• **Work to be completed**
Going through the data, count each line that has the word "fields". Reply with the total and nothing more.
:: Data for review ::
// 该文件是 Capcheck （瓶盖质检） 项目的一部分。
// src/output/draw.rs - 缺陷检测结果可视化
//
// 本文件根据 Apache 许可证第 2.0 版（以下简称“许可证”）授权使用；
// 除非遵守该许可证条款，否则您不得使用本文件。
// 您可通过以下网址获取许可证副本：
// http://www.apache.org/licenses/LICENSE-2.0
// 除非适用法律要求或书面同意，根据本许可协议分发的软件均按“原样”提供，
// 不附带任何形式的明示或暗示的保证或条件。
// 有关许可权限与限制的具体条款，请参阅本许可协议。
//
// Copyright (C) 2026 Johann Li <me@qinka.pro>, Wareless Group

use ab_glyph::{Font, FontRef, InvalidFont, PxScale, ScaleFont};
use image::{Rgb, RgbImage};
use imageproc::{drawing::draw_text_mut, rect::Rect};

use crate::{
  detector::{BoundingBox, Detection},
  frame::Frame,
};

// 文本渲染常量
const LABEL_FONT_SIZE: f32 = 16.0;
const LABEL_GAP: i32 = 4; // 标签底部与边框之间的距离
const LABEL_MARGIN: i32 = 2;
const BOX_THICKNESS: i32 = 2;
const BOX_COLOR: [u8; 3] = [0, 255, 0]; // 绿色

static EMBEDDED_FONT: &[u8] = include_bytes!("../../assets/font.ttf");

/// 在帧上绘制检测框与置信度标签
///
/// 只改写边框线条与标签文字覆盖的像素。
pub struct Draw<'a> {
  font_size: f32,
  thickness: i32,
  color: [u8; 3],
  font: FontRef<'a>,
}

impl Draw<'static> {
  /// 使用内嵌字体
  pub fn embedded() -> Result<Self, InvalidFont> {
    Self::with_font(EMBEDDED_FONT)
  }
}

impl<'a> Draw<'a> {
  pub fn with_font(font_data: &'a [u8]) -> Result<Self, InvalidFont> {
    Ok(Self {
      font_size: LABEL_FONT_SIZE,
      thickness: BOX_THICKNESS,
      color: BOX_COLOR,
      font: FontRef::try_from_slice(font_data)?,
    })
  }

  pub fn with_color(mut self, color: [u8; 3]) -> Self {
    self.color = color;
    self
  }

  pub fn label_text(confidence: f32) -> String {
    format!("Confidence: {:.2}", confidence)
  }

  fn scale(&self) -> PxScale {
    PxScale::from(self.font_size)
  }

  fn line_height(&self) -> i32 {
    self.font.as_scaled(self.scale()).height().ceil() as i32
  }

  /// 标签左上角位置，位于边框左上角上方
  fn label_origin(&self, bbox: &BoundingBox) -> (i32, i32) {
    let label_y = (bbox.y_min - LABEL_GAP - self.line_height()).max(0);
    (bbox.x_min.max(0), label_y)
  }

  /// 标签文字可能写入的区域（含少量边距）
  pub fn label_region(&self, detection: &Detection) -> Rect {
    let label = Self::label_text(detection.confidence);
    let (text_width, _) = imageproc::drawing::text_size(self.scale(), &self.font, &label);
    let (x, y) = self.label_origin(&detection.bbox);
    Rect::at(x - LABEL_MARGIN, y - LABEL_MARGIN).of_size(
      text_width + self.font_size.ceil() as u32 + 2 * LABEL_MARGIN as u32,
      (self.line_height() + 2 * LABEL_MARGIN) as u32,
    )
  }

  pub fn thickness(&self) -> i32 {
    self.thickness
  }

  fn draw_bbox(&self, image: &mut RgbImage, bbox: &BoundingBox, color: Rgb<u8>) -> bool {
    let (w, h) = (image.width() as i32, image.height() as i32);
    if w == 0 || h == 0 {
      return false;
    }

    let x_min = bbox.x_min.clamp(0, w - 1);
    let y_min = bbox.y_min.clamp(0, h - 1);
    let x_max = bbox.x_max.clamp(0, w - 1);
    let y_max = bbox.y_max.clamp(0, h - 1);

    if x_min >= x_max || y_min >= y_max {
      return false;
    }

    for thickness in 0..self.thickness {
      let x_min_t = (x_min + thickness).min(x_max);
      let y_min_t = (y_min + thickness).min(y_max);
      let x_max_t = (x_max - thickness).max(x_min);
      let y_max_t = (y_max - thickness).max(y_min);

      // 上下边
      for x in x_min_t..=x_max_t {
        image.put_pixel(x as u32, y_min_t as u32, color);
        image.put_pixel(x as u32, y_max_t as u32, color);
      }

      // 左右边
      for y in y_min_t..=y_max_t {
        image.put_pixel(x_min_t as u32, y as u32, color);
        image.put_pixel(x_max_t as u32, y as u32, color);
      }
    }

    true
  }

  fn draw_label(&self, image: &mut RgbImage, detection: &Detection, color: Rgb<u8>) {
    let label = Self::label_text(detection.confidence);
    let (x, y) = self.label_origin(&detection.bbox);
    draw_text_mut(image, color, x, y, self.scale(), &self.font, &label);
  }

  /// 在帧上绘制全部检测结果，保持帧原有的通道顺序
  pub fn draw_detections(&self, frame: &mut Frame, detections: &[Detection]) {
    if detections.is_empty() {
      return;
    }

    let color = frame.order().pixel(self.color);
    frame.with_image_mut(|image| {
      for detection in detections {
        if self.draw_bbox(image, &detection.bbox, color) {
          self.draw_label(image, detection, color);
        }
      }
    });
  }
}

#[cfg(test)]
mod tests {
  use super::*;
  use crate::model::DefectLabel;

  fn detection(x_min: i32, y_min: i32, x_max: i32, y_max: i32) -> Detection {
    Detection {
      bbox: BoundingBox {
        x_min,
        y_min,
        x_max,
        y_max,
      },
      confidence: 0.9,
      kind: DefectLabel::Hole,
    }
  }

  #[test]
  fn box_edges_are_painted_green() {
    let draw = Draw::embedded().unwrap();
    let mut frame = Frame::from(RgbImage::new(64, 64));
    draw.draw_detections(&mut frame, &[detection(10, 40, 30, 60)]);

    let image = frame.to_rgb_image();
    assert_eq!(image.get_pixel(10, 40), &Rgb(BOX_COLOR));
    assert_eq!(image.get_pixel(11, 50), &Rgb(BOX_COLOR));
    assert_eq!(image.get_pixel(30, 60), &Rgb(BOX_COLOR));
    // 边框内部不变
    assert_eq!(image.get_pixel(20, 50), &Rgb([0, 0, 0]));
  }

  #[test]
  fn degenerate_box_draws_nothing() {
    let draw = Draw::embedded().unwrap();
    let original = Frame::from(RgbImage::from_pixel(16, 16, Rgb([7, 7, 7])));
    let mut frame = original.clone();
    draw.draw_detections(&mut frame, &[detection(8, 8, 8, 12)]);
    assert_eq!(frame, original);
  }

  #[test]
  fn bgr_frame_stores_color_in_its_own_order() {
    let draw = Draw::embedded().unwrap().with_color([255, 0, 0]);
    let mut frame = Frame::zeroed(32, 32, crate::frame::ChannelOrder::Bgr);
    draw.draw_detections(&mut frame, &[detection(4, 20, 20, 30)]);
    let idx = (20 * 32 + 4) * 3;
    assert_eq!(&frame.as_nhwc()[idx..idx + 3], &[0, 0, 255]);
  }

  #[test]
  fn label_sits_above_the_box() {
    let draw = Draw::embedded().unwrap();
    let d = detection(10, 40, 30, 60);
    let region = draw.label_region(&d);
    assert!(region.bottom() < 40);
    assert!(region.left() <= 10);
  }
}
//! Core domain types for sentinel
//!
//! These types model one end-to-end investigation: the user-submitted target,
//! the ordered list of simulated investigative steps streamed back by the
//! model, and the terminal structured report that ends the investigation.
//!
//! ## Terminology
//!
//! | Term | Definition |
//! |------|------------|
//! | **Investigation** | One user-submitted analysis request and its streamed response |
//! | **Step** | One discrete simulated investigative action with narrative detail text |
//! | **Report** | The terminal structured verdict object ending an investigation |
//! | **Fragment** | One chunk of text delivered by the streaming producer |

use serde::{Deserialize, Serialize};

// ============================================
// Investigation kinds
// ============================================

/// The kind of investigation being run.
///
/// The kind selects the step tool vocabulary used in the prompt, the report
/// delimiter tag on the wire, and the shape of the final report.
#[derive(Debug, Clone, Copy, PartialEq, Eq, Hash, Serialize, Deserialize)]
#[serde(rename_all = "snake_case")]
pub enum InvestigationKind {
    /// Website / URL scam investigation
    Url,
    /// Uploaded file malware investigation
    File,
    /// Premium deep-scan investigation
    Premium,
}

impl InvestigationKind {
    pub fn as_str(&self) -> &'static str {
        match self {
            InvestigationKind::Url => "url",
            InvestigationKind::File => "file",
            InvestigationKind::Premium => "premium",
        }
    }

    /// The fixed tool vocabulary the model is told to choose step names from.
    ///
    /// The stream parser does not enforce this list; it exists for prompt
    /// construction and for display-layer validation.
    pub fn tool_names(&self) -> &'static [&'static str] {
        match self {
            InvestigationKind::Url => &[
                "WHOIS Lookup",
                "DNS Record Scan",
                "SSL Certificate Validation",
                "Technology Stack ID",
                "Corporate Background Check",
                "Malware & Phishing Scan",
                "Public Breach Check",
                "Social Media Scan",
                "Historical Archive Scan",
                "Web Search Simulation",
                "Content & Policy Scan",
                "Synthesizing Findings",
            ],
            InvestigationKind::File => &[
                "File Metadata Extraction",
                "Static Signature Scan",
                "Heuristic Code Analysis",
                "Frontend Code Review",
                "Backend Access Scan",
                "Behavioral Sandbox Simulation",
                "Dependency Vulnerability Check",
                "Evidence Extraction",
                "Synthesizing Findings",
            ],
            InvestigationKind::Premium => &[
                "Initiating Deep Scan",
                "Reputation Cross-Check",
                "Historical WHOIS Lookup",
                "IP & ASN Analysis",
                "Content & Language Analysis",
                "Synthesizing Findings",
            ],
        }
    }

    /// Icon names the model may pick from for this kind.
    pub fn icon_names(&self) -> &'static [&'static str] {
        match self {
            InvestigationKind::Url => &[
                "GlobeAltIcon",
                "ServerIcon",
                "LockClosedIcon",
                "CodeBracketIcon",
                "BuildingOfficeIcon",
                "BugAntIcon",
                "ArchiveBoxIcon",
                "UsersIcon",
                "MagnifyingGlassIcon",
                "DocumentTextIcon",
                "ShieldCheckIcon",
            ],
            InvestigationKind::File => &[
                "FingerprintIcon",
                "BugAntIcon",
                "CodeBracketIcon",
                "ServerIcon",
                "BeakerIcon",
                "ArchiveBoxIcon",
                "MagnifyingGlassIcon",
                "ShieldCheckIcon",
            ],
            InvestigationKind::Premium => &[
                "SparklesIcon",
                "ShieldCheckIcon",
                "MagnifyingGlassIcon",
                "ServerIcon",
                "CodeBracketIcon",
                "GlobeAltIcon",
            ],
        }
    }
}

impl std::fmt::Display for InvestigationKind {
    fn fmt(&self, f: &mut std::fmt::Formatter<'_>) -> std::fmt::Result {
        write!(f, "{}", self.as_str())
    }
}

impl std::str::FromStr for InvestigationKind {
    type Err = String;

    fn from_str(s: &str) -> Result<Self, Self::Err> {
        match s {
            "url" => Ok(InvestigationKind::Url),
            "file" => Ok(InvestigationKind::File),
            "premium" => Ok(InvestigationKind::Premium),
            _ => Err(format!("unknown investigation kind: {}", s)),
        }
    }
}

// ============================================
// Steps
// ============================================

/// The JSON payload embedded in a step delimiter block.
///
/// All three keys are required; a block missing any of them is treated as
/// malformed and skipped by the parser.
#[derive(Debug, Clone, PartialEq, Eq, Serialize, Deserialize)]
pub struct StepHeader {
    /// Short tool/action name, drawn from the kind's fixed vocabulary
    pub tool: String,
    /// Symbolic icon name; presentational only, not validated here
    pub icon: String,
    /// Brief user-facing sentence describing the current action
    pub thought: String,
}

/// Status of a single investigation step
#[derive(Debug, Clone, Copy, PartialEq, Eq, Serialize, Deserialize)]
#[serde(rename_all = "snake_case")]
pub enum StepStatus {
    /// Most recently opened step; no later step or report has appeared
    Running,
    /// Superseded by a later step or by the final report
    Complete,
}

impl StepStatus {
    pub fn as_str(&self) -> &'static str {
        match self {
            StepStatus::Running => "running",
            StepStatus::Complete => "complete",
        }
    }
}

/// One investigative action in the ordered step history.
///
/// `details` accumulates the markdown text emitted between the end of this
/// step's delimiter block and the start of the next block.
#[derive(Debug, Clone, PartialEq, Eq, Serialize, Deserialize)]
pub struct AgentStep {
    pub tool: String,
    pub icon: String,
    pub thought: String,
    pub details: String,
    pub status: StepStatus,
}

impl AgentStep {
    /// Create a freshly opened step from its parsed header.
    pub fn from_header(header: StepHeader) -> Self {
        Self {
            tool: header.tool,
            icon: header.icon,
            thought: header.thought,
            details: String::new(),
            status: StepStatus::Running,
        }
    }
}

// ============================================
// Basic report (URL / file investigations)
// ============================================

/// Terminal verdict labels for basic reports
#[derive(Debug, Clone, Copy, PartialEq, Eq, Serialize, Deserialize)]
pub enum Recommendation {
    #[serde(rename = "Safe to Proceed")]
    Safe,
    #[serde(rename = "Use with Caution")]
    Caution,
    #[serde(rename = "Avoid this Site")]
    Avoid,
}

impl Recommendation {
    pub fn as_str(&self) -> &'static str {
        match self {
            Recommendation::Safe => "Safe to Proceed",
            Recommendation::Caution => "Use with Caution",
            Recommendation::Avoid => "Avoid this Site",
        }
    }
}

impl std::fmt::Display for Recommendation {
    fn fmt(&self, f: &mut std::fmt::Formatter<'_>) -> std::fmt::Result {
        write!(f, "{}", self.as_str())
    }
}

/// An extracted piece of visual evidence embedded in a file report
#[derive(Debug, Clone, PartialEq, Eq, Serialize, Deserialize)]
#[serde(rename_all = "camelCase")]
pub struct EvidenceItem {
    /// What the evidence shows
    pub description: String,
    /// Full data URL, e.g. "data:image/png;base64,..."
    pub base64_image: String,
}

/// Final report for URL and file investigations.
///
/// The analysis fields are all optional because the model fills in a
/// different subset per investigation kind.
#[derive(Debug, Clone, PartialEq, Serialize, Deserialize)]
#[serde(rename_all = "camelCase")]
pub struct AnalysisReport {
    /// Overall safety score, 0 (dangerous) to 100 (safe)
    pub safety_score: u8,
    pub summary: String,
    pub recommendation: Recommendation,

    // URL investigation fields
    #[serde(default, skip_serializing_if = "Option::is_none")]
    pub domain_analysis: Option<String>,
    #[serde(default, skip_serializing_if = "Option::is_none")]
    pub content_analysis: Option<String>,
    #[serde(default, skip_serializing_if = "Option::is_none")]
    pub policy_analysis: Option<String>,
    #[serde(default, skip_serializing_if = "Option::is_none")]
    pub corporate_analysis: Option<String>,

    // File investigation fields
    #[serde(default, skip_serializing_if = "Option::is_none")]
    pub static_analysis: Option<String>,
    #[serde(default, skip_serializing_if = "Option::is_none")]
    pub behavioral_analysis: Option<String>,
    #[serde(default, skip_serializing_if = "Option::is_none")]
    pub dependency_analysis: Option<String>,
    #[serde(default, skip_serializing_if = "Option::is_none")]
    pub origin_analysis: Option<String>,
    #[serde(default, skip_serializing_if = "Option::is_none")]
    pub frontend_code_analysis: Option<String>,
    #[serde(default, skip_serializing_if = "Option::is_none")]
    pub backend_access_analysis: Option<String>,

    /// Embedded images extracted during file forensics
    #[serde(default, skip_serializing_if = "Option::is_none")]
    pub evidence: Option<Vec<EvidenceItem>>,
}

// ============================================
// Premium report
// ============================================

/// Traffic-light verdict for premium reports
#[derive(Debug, Clone, Copy, PartialEq, Eq, Serialize, Deserialize)]
pub enum RecommendationColor {
    Green,
    Orange,
    Red,
}

impl RecommendationColor {
    pub fn as_str(&self) -> &'static str {
        match self {
            RecommendationColor::Green => "Green",
            RecommendationColor::Orange => "Orange",
            RecommendationColor::Red => "Red",
        }
    }
}

impl std::fmt::Display for RecommendationColor {
    fn fmt(&self, f: &mut std::fmt::Formatter<'_>) -> std::fmt::Result {
        write!(f, "{}", self.as_str())
    }
}

/// One titled markdown section of a premium report
#[derive(Debug, Clone, PartialEq, Eq, Serialize, Deserialize)]
pub struct ReportSection {
    pub title: String,
    pub details: String,
}

/// Final report for premium deep-scan investigations
#[derive(Debug, Clone, PartialEq, Serialize, Deserialize)]
#[serde(rename_all = "camelCase")]
pub struct PremiumReport {
    /// Overall risk score, 0 (safe) to 100 (dangerous)
    pub risk_score: u8,
    pub recommendation_color: RecommendationColor,
    /// AI-generated markdown summary with the final recommendation
    pub ai_summary: String,
    pub reputation_check: ReportSection,
    pub domain_info: ReportSection,
    pub ip_info: ReportSection,
    pub content_analysis: ReportSection,
}

// ============================================
// Report envelope
// ============================================

/// The terminal structured verdict of an investigation
#[derive(Debug, Clone, PartialEq, Serialize, Deserialize)]
#[serde(tag = "type", rename_all = "snake_case")]
pub enum Report {
    Basic(AnalysisReport),
    Premium(PremiumReport),
}

impl Report {
    /// One-line summary text for display, regardless of report shape.
    pub fn summary(&self) -> &str {
        match self {
            Report::Basic(r) => &r.summary,
            Report::Premium(r) => &r.ai_summary,
        }
    }

    /// The 0-100 headline score. Basic reports score safety, premium reports
    /// score risk; callers that compare across kinds must account for that.
    pub fn score(&self) -> u8 {
        match self {
            Report::Basic(r) => r.safety_score,
            Report::Premium(r) => r.risk_score,
        }
    }
}

// ============================================
// Session status
// ============================================

/// Overall status of an investigation session
#[derive(Debug, Clone, Copy, PartialEq, Eq, Serialize, Deserialize)]
#[serde(rename_all = "snake_case")]
pub enum SessionStatus {
    /// Stream is (or may still be) producing fragments
    Running,
    /// A valid report arrived and closed the investigation
    Complete,
    /// Producer failure, malformed report, or truncated stream
    Error,
}

impl SessionStatus {
    pub fn as_str(&self) -> &'static str {
        match self {
            SessionStatus::Running => "running",
            SessionStatus::Complete => "complete",
            SessionStatus::Error => "error",
        }
    }
}
//! Generative AI producer
//!
//! The investigation producer is a Gemini-style streaming endpoint: one POST
//! to `models/{model}:streamGenerateContent?alt=sse` answers with an SSE
//! stream whose `data:` payloads carry incremental text parts. This module
//! turns that HTTP stream into the plain fragment sequence the
//! [`runner`](crate::runner) consumes.
//!
//! The core treats the producer as opaque: everything protocol-shaped about
//! the investigation (delimiter tags, tool vocabulary, report schema) lives
//! in the prompt, and the client only relays text.

mod client;
mod prompt;
mod sse;

pub use client::{GenAiClient, InlineData, InvestigationRequest};
pub use prompt::{build_prompt, build_system_instruction};
pub use sse::SseDecoder;
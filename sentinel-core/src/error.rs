//! Error types for sentinel-core

use thiserror::Error;

/// Main error type for the sentinel-core library
#[derive(Error, Debug)]
pub enum Error {
    /// IO error
    #[error("IO error: {0}")]
    Io(#[from] std::io::Error),

    /// JSON error
    #[error("JSON error: {0}")]
    Json(#[from] serde_json::Error),

    /// Configuration error
    #[error("configuration error: {0}")]
    Config(String),

    /// Producer/transport error (HTTP failure, dropped stream, API rejection)
    #[error("producer error: {0}")]
    Producer(String),

    /// The final report block could not be parsed. Fatal for the session.
    #[error("malformed final report: {0}")]
    MalformedReport(String),

    /// The producer completed without ever emitting a report block
    #[error("stream ended without a final report")]
    ReportMissing,
}

/// Result type alias for sentinel-core
pub type Result<T> = std::result::Result<T, Error>;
:::
• **Answer to the problem**
3